In 2010, a massive earthquake struck Haiti causing massive destruction in the City of Port au Prince and the smaller towns along the northern peninsula of the island. Several towns or small cities were utterly flattened. The death toll is estimated to have been as high as 300,000. The world responded and billions of dollars were pledged to assist the failed nation state to recover and rebuild. The NGO’s, foreign powers, and charitable organizations all rushed in to help…

Six years later, if you visit Haiti – not a hell of a lot has changed.

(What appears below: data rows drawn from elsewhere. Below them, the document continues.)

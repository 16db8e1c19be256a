//! CSSS Lexer
//!
//! Tokenizes `.csss` source into a flat stream of tokens: identifiers
//! (hyphens allowed), unsigned integers, double-quoted strings, and the
//! punctuation `&` `{` `}` `:` `;`. Whitespace and `/* ... */` comments
//! are skipped.
//!
//! # Example
//!
//! ```
//! use csss_lexer::{Scanner, TokenKind};
//!
//! let tokens = Scanner::tokenize("div { say: \"hi\"; }").unwrap();
//! assert_eq!(tokens.len(), 7);
//! assert_eq!(tokens[0].kind, TokenKind::Identifier);
//! ```

pub mod scanner;
pub mod token;

pub use scanner::Scanner;
pub use token::{Span, Token, TokenKind};

/// Lexer error with position information.
///
/// `offset` is the byte offset into the source with leading whitespace
/// trimmed. `line` and `column` count from the start of the untrimmed input.
#[derive(Debug, Clone, PartialEq, Eq, thiserror::Error)]
pub enum LexError {
    #[error("Lexer error at line {line}, column {column}: unexpected character '{ch}' at offset {offset}")]
    UnexpectedCharacter {
        ch: char,
        offset: usize,
        line: usize,
        column: usize,
    },

    #[error("Lexer error at line {line}, column {column}: unterminated string starting at offset {offset}")]
    UnterminatedString {
        offset: usize,
        line: usize,
        column: usize,
    },

    #[error("Lexer error at line {line}, column {column}: unterminated comment starting at offset {offset}")]
    UnterminatedComment {
        offset: usize,
        line: usize,
        column: usize,
    },
}

impl LexError {
    /// Byte offset the error points at.
    pub fn offset(&self) -> usize {
        match self {
            LexError::UnexpectedCharacter { offset, .. }
            | LexError::UnterminatedString { offset, .. }
            | LexError::UnterminatedComment { offset, .. } => *offset,
        }
    }
}
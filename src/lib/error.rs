use thiserror::Error;

#[derive(Debug, Clone, PartialEq, Error)]
pub enum BeliefError {
    #[error("Invalid shape parameters: α = {alpha}, β = {beta}. Both must be positive and finite")]
    InvalidParameter { alpha: f64, beta: f64 },
    #[error("Invalid observation{}: {count} positive cases out of {trials} tests", on_day(.day))]
    InvalidObservation {
        day: Option<usize>,
        count: i128,
        trials: i128,
    },
    #[error("Value {value} lies outside of {domain}")]
    Domain { value: f64, domain: &'static str },
}

impl BeliefError {
    /// Attach the 1-based day an invalid observation belongs to.
    pub fn at_day(self, day: usize) -> Self {
        match self {
            BeliefError::InvalidObservation { count, trials, .. } => {
                BeliefError::InvalidObservation {
                    day: Some(day),
                    count,
                    trials,
                }
            }
            other => other,
        }
    }
}

fn on_day(day: &Option<usize>) -> String {
    match day {
        Some(day) => format!(" on day {}", day),
        None => String::new(),
    }
}
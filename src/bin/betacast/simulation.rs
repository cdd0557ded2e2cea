use crate::cli::Cli;
use crate::io;
use anyhow::Result;
use betacast_utils::belief::PriorBelief;
use betacast_utils::forecast::{Forecast, ForecastRequest};
use betacast_utils::observation::Observation;
use itertools::Itertools;
use log::{debug, info};
use std::path::Path;

/// Build the forecast request from the command line, validating every input
/// before anything is written.
pub fn build_request(args: &Cli) -> Result<ForecastRequest> {
    let prior = PriorBelief::new(args.alpha, args.beta)?;
    let observations = match &args.observations {
        Some(path) => {
            info!("Loading observations from: {}", path);
            io::load_observations(Path::new(path))?
        }
        None => Observation::with_constant_trials(&args.cases, args.tested_per_day)?,
    };
    debug!(
        "Observations (positive/tested): {}",
        observations
            .iter()
            .map(|o| format!("{}/{}", o.count(), o.trials()))
            .join(", ")
    );
    Ok(ForecastRequest::new(prior, args.population, observations)
        .confidence(args.confidence)
        .grid_points(args.grid_points))
}

pub fn betacast(request: &ForecastRequest, outdir: &Path) -> Result<Forecast> {
    info!(
        "Prior: α = {}, β = {}, {} days of observations",
        request.prior.alpha(),
        request.prior.beta(),
        request.observations.len()
    );
    let forecast = Forecast::compute(request)?;

    io::write_trend(&outdir.join("trend.tsv"), &forecast)?;
    io::write_density(&outdir.join("density.tsv"), &forecast)?;
    io::write_json(&outdir.join("forecast.json"), &forecast)?;

    let last = forecast.final_day();
    info!("Infection rate after {} days", last.day);
    info!("Posterior mean: {:.4}", last.summary.mean);
    info!(
        "{:.0}% credible interval: [{:.4}, {:.4}]",
        last.summary.confidence * 100.0,
        last.summary.lower,
        last.summary.upper
    );
    info!(
        "Expected cases: {} / {}",
        forecast.expected_cases, forecast.population
    );
    Ok(forecast)
}
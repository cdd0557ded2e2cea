use clap::Parser;
/// Daily beta-binomial update of the belief about an infection rate.
#[derive(Parser, Debug)]
#[command(name = "betacast", version, about = "Bayesian infection rate estimate from daily case counts")]
pub struct Cli {
    #[arg(
        long,
        default_value = "2",
        help = "Initial α, prior belief in positive cases"
    )]
    pub alpha: f64,

    #[arg(
        long,
        default_value = "18",
        help = "Initial β, prior belief in negative cases"
    )]
    pub beta: f64,

    #[arg(
        long,
        default_value = "5000",
        help = "Population size used to scale the expected number of cases"
    )]
    pub population: u64,

    #[arg(
        long,
        default_value = "100",
        allow_hyphen_values = true,
        help = "Number of people tested per day"
    )]
    pub tested_per_day: i64,

    #[arg(
        long,
        value_delimiter = ',',
        default_values_t = [2, 5, 4, 3, 6, 5, 7],
        allow_hyphen_values = true,
        help = "Positive cases per day, comma separated"
    )]
    pub cases: Vec<i64>,

    #[arg(
        long,
        value_name = "OBSERVATIONS",
        help = "Tab separated file with `count` and `trials` columns, one row per day. Replaces --cases and --tested-per-day"
    )]
    pub observations: Option<String>,

    #[arg(long, default_value = "0.95", help = "Credible interval level")]
    pub confidence: f64,

    #[arg(
        long,
        default_value = "200",
        help = "Number of points the densities are sampled at"
    )]
    pub grid_points: usize,

    #[arg(
        long,
        short,
        default_value = "betacast",
        value_name = "OUT",
        help = "Output directory"
    )]
    pub out: String,

    #[arg(
        value_enum,
        long,
        default_value = "normal",
        value_name = "VERBOSITY",
        help = "Verbosity level"
    )]
    pub verbosity: LogLevel,
}

#[derive(Debug, clap::ValueEnum, Clone, Copy, PartialEq, Eq)]
pub enum LogLevel {
    Verbose,
    Normal,
    Silent,
}

impl std::fmt::Display for LogLevel {
    fn fmt(&self, f: &mut std::fmt::Formatter<'_>) -> std::fmt::Result {
        match self {
            LogLevel::Verbose => write!(f, "verbose"),
            LogLevel::Normal => write!(f, "normal"),
            LogLevel::Silent => write!(f, "silent"),
        }
    }
}
//! Cross-field equality (`equals(Other)`).

use crate::foundation::{ValidationMessage, ValidationOutcome};

/// Passes iff `input == other`.
///
/// `field` is the field carrying the rule and `other_field` the sibling it
/// is compared with. The failure message names both.
///
/// ```rust
/// use tagval_validator::validators::is_equal_to;
///
/// let message = is_equal_to("ConfirmPass", "Password", "abc", "abcd").unwrap_err();
/// assert_eq!(message.message(), "field values are not equal (ConfirmPass, Password)");
/// ```
#[must_use = "the outcome must be recorded in a ValidationResult"]
pub fn is_equal_to<T: PartialEq + ?Sized>(
    field: &str,
    other_field: &str,
    input: &T,
    other: &T,
) -> ValidationOutcome {
    if input == other {
        Ok(())
    } else {
        Err(ValidationMessage::new(
            field,
            "equals",
            format!("field values are not equal ({field}, {other_field})"),
        ))
    }
}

A fresh disaster, Hurricane Matthew has visited the island, and once again we are treated to dire reports –

Hurricane Matthew toll in Haiti rises to 1,000, dead buried in mass graves

Haiti started burying some of its dead in mass graves in the wake of Hurricane Matthew, a government official said on Sunday, as cholera spread in the devastated southwest and the death toll from the storm rose to 1,000 people.

The powerful hurricane, the fiercest Caribbean storm in nearly a decade, slammed into Haiti on Tuesday with 145 mile-per-hour (233 kph) winds and torrential rains that left 1.4 million people in need of humanitarian assistance, the U.N. Office for the Coordination of Humanitarian Affairs said.

A Reuters tally of numbers from local officials showed that 1,000 people were killed by the storm in Haiti, which has a population of about 10 million and is the poorest country in the Americas.

The official death toll from the central civil protection agency is 336, a slower count because officials must visit each village to confirm the numbers.

Authorities had to start burying the dead in mass graves in Jeremie because the bodies were starting to decompose, said Kedner Frenel, the most senior central government official in the Grand’Anse region on Haiti’s western peninsula.

Frenel said 522 people were killed in Grand’Anse alone. A tally of deaths reported by mayors from 15 of 18 municipalities in Sud Department on the south side of the peninsula showed 386 people there. In the rest of the country, 92 people were killed, the same tally showed.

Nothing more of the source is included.